I just booked my hunt with flint ridge outfitters from all the reviews I have read they seem like good people who really try their best to put you in position to shoot big guys..has anyone had any experiences with this outfitter?


Posted using Outdoor Hub Campfire


----------



## millbs (Sep 12, 2008)

I had never heard of it until right now. Website looks good, what week did you book for?


----------



## quazzy2 (Feb 3, 2011)

I'm going oct. 28 thru nov 3rd should be a great hunt with some great opportunities at big bucks...I did a DIY hunt last year in Illinois for opening week the temps were unreal about 85-90 each day barely saw anything over the course of the week with 3 guys.

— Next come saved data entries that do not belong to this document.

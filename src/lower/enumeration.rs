use serde_json::Value;

use crate::error::CompileError;
use crate::ir::{normalize_ident, Enum};
use crate::model::{Schema, SchemaType};

use super::Lowering;

impl<'a> Lowering<'a> {
    /// Values keep their declared order; ordinals start at 0.
    pub(super) fn lower_enum(&self, name: &str, schema: &'a Schema, values: &'a [Value]) -> Result<Enum, CompileError> {
        let invalid = |reason: String| CompileError::InvalidEnumShape { schema: name.to_string(), reason };

        if !schema.is(&SchemaType::String) {
            let found = schema.kind.as_ref().map(SchemaType::as_str).unwrap_or("no type");
            return Err(invalid(format!("type must be string, found {found}")));
        }

        let mut out = Vec::with_capacity(values.len());
        for value in values {
            match value {
                Value::String(text) => out.push(text.clone()),
                Value::Null => continue, // nullable enums list null as a value
                other => return Err(invalid(format!("value {other} is not a string"))),
            }
        }
        if out.is_empty() {
            return Err(invalid("no values".to_string()));
        }

        let prefix = self
            .options
            .enum_name_prefix
            .then(|| format!("{}_", normalize_ident(name).to_uppercase()));

        Ok(Enum {
            name: name.to_string(),
            values: out,
            prefix,
            comment: schema.description.clone(),
        })
    }
}
use crate::error::CompileError;
use crate::ir::{hoist, normalize_ident, strip_namespace, Decl, Field, Message, Union};
use crate::model::{Resolution, Schema, SchemaOrRef, SchemaType};

use super::{Lowering, ALTERNATIVE_NAME};

/// Wrap what a field cannot hold directly (a repeated marker or a map) into a
/// single-field message. Anything else comes back untouched.
pub fn boxed(name: &str, decl: Decl, comment: Option<&str>) -> Decl {
    let (wrapper, field) = match &decl {
        Decl::Repeated(_) => (format!("{name}Array"), "Items"),
        Decl::Map(_) => (format!("{name}Map"), "Entries"),
        _ => return decl,
    };
    let mut message = Message::new(wrapper, comment);
    let ty = hoist(decl, &mut message.nested);
    message.fields.push(Field { name: field.to_string(), number: 1, ty, comment: None });
    Decl::Message(message)
}

impl<'a> Lowering<'a> {
    pub(super) fn lower_object(&mut self, name: &str, schema: &'a Schema) -> Result<Message, CompileError> {
        let mut message = Message::new(name, schema.description.as_deref());
        self.append_properties(&mut message, schema)?;
        Ok(message)
    }

    /// `allOf`: one message, one numbering sequence across all members.
    pub(super) fn lower_composition(&mut self, name: &str, schema: &'a Schema) -> Result<Message, CompileError> {
        let mut message = Message::new(name, schema.description.as_deref());
        for (position, member) in schema.all_of.iter().enumerate() {
            let object = self.composition_member(name, position + 1, member)?;
            self.append_properties(&mut message, object)?;
        }
        Ok(message)
    }

    /// `oneOf`: a wrapper holding one oneof field per alternative.
    pub(super) fn lower_union(&mut self, name: &str, schema: &'a Schema) -> Result<Union, CompileError> {
        let mut union = Union::new(name, schema.description.as_deref());
        for alternative in &schema.one_of {
            let ty = self.lower(ALTERNATIVE_NAME, alternative)?;
            // oneof members can be neither repeated nor maps
            let ty = boxed(ALTERNATIVE_NAME, ty, None);
            let field = format!("{}Value", strip_namespace(&ty.name()));
            if union.fields.iter().any(|f| normalize_ident(&f.name) == normalize_ident(&field)) {
                return Err(CompileError::DuplicateAlternative { schema: name.to_string(), field });
            }
            let ty = hoist(ty, &mut union.nested);
            let number = union.fields.len() as u32 + 1;
            union.fields.push(Field {
                name: field,
                number,
                ty,
                comment: alternative.description().map(str::to_string),
            });
        }
        Ok(union)
    }

    /// Follow a member down to the object it stands for.
    fn composition_member(
        &self,
        name: &str,
        position: usize,
        member: &'a SchemaOrRef,
    ) -> Result<&'a Schema, CompileError> {
        let mut node = member;
        let mut seen: Vec<&str> = Vec::new();
        loop {
            let reference = match node {
                SchemaOrRef::Schema(schema) if schema.is(&SchemaType::Object) => return Ok(schema),
                SchemaOrRef::Schema(schema) => {
                    let found = schema.kind.as_ref().map(SchemaType::as_str).unwrap_or("untyped");
                    return Err(CompileError::InvalidCompositionMember {
                        schema: name.to_string(),
                        member: position,
                        reason: format!("is {found}, not an object"),
                    });
                }
                SchemaOrRef::Reference(reference) => reference,
            };
            if seen.contains(&reference.pointer.as_str()) {
                return Err(CompileError::CyclicReference {
                    schema: name.to_string(),
                    pointer: reference.pointer.clone(),
                });
            }
            seen.push(&reference.pointer);
            let unresolved = || CompileError::UnresolvedReference {
                schema: name.to_string(),
                pointer: reference.pointer.clone(),
            };
            node = match &reference.resolution {
                Some(Resolution::Local { target, .. }) => self.document.lookup(target).ok_or_else(unresolved)?,
                Some(Resolution::External { .. }) => {
                    return Err(CompileError::InvalidCompositionMember {
                        schema: name.to_string(),
                        member: position,
                        reason: format!("`{}` lives in another document", reference.pointer),
                    });
                }
                None => return Err(unresolved()),
            };
        }
    }

    /// Append `schema`'s properties as fields of `message`, numbering on from
    /// the fields already there. A name already taken keeps its first field.
    pub(super) fn append_properties(&mut self, message: &mut Message, schema: &'a Schema) -> Result<(), CompileError> {
        if !schema.explicit_order.is_empty() {
            let skipped: Vec<&String> = schema
                .properties
                .keys()
                .filter(|key| !schema.explicit_order.contains(*key))
                .collect();
            for property in skipped {
                self.warn(format!("{}: `{property}` is not in x-properties-order, skipped", message.name));
            }
        }

        for property in schema.ordered_properties() {
            let node = schema.properties.get(property).ok_or_else(|| CompileError::UnknownOrderedProperty {
                schema: message.name.clone(),
                property: property.to_string(),
            })?;
            if message.has_field(property) {
                self.warn(format!("{}: duplicate field `{property}`, keeping the first", message.name));
                continue;
            }
            let ty = self.lower(&format!("{}_{property}", message.name), node)?;
            let ty = hoist(ty, &mut message.nested);
            let number = message.next_number();
            message.fields.push(Field {
                name: property.to_string(),
                number,
                ty,
                comment: node.description().map(str::to_string),
            });
        }
        Ok(())
    }
}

It was really tough conditions so I decided to pony up the $ and go to a reputable outfitter where they have stands in the optimal spots already placed on plots funnels ect..needless to say I'm extremely excited to go for a great experience all around...I hunted up in Ellsworth Michigan this past weekend we saw some really big bucks but no shots..good luck hunting everyone!


Posted using Outdoor Hub Campfire


----------



## millbs (Sep 12, 2008)

Sounds good!!! Please give us a review when you get back if you would. Good luck!!!!


----------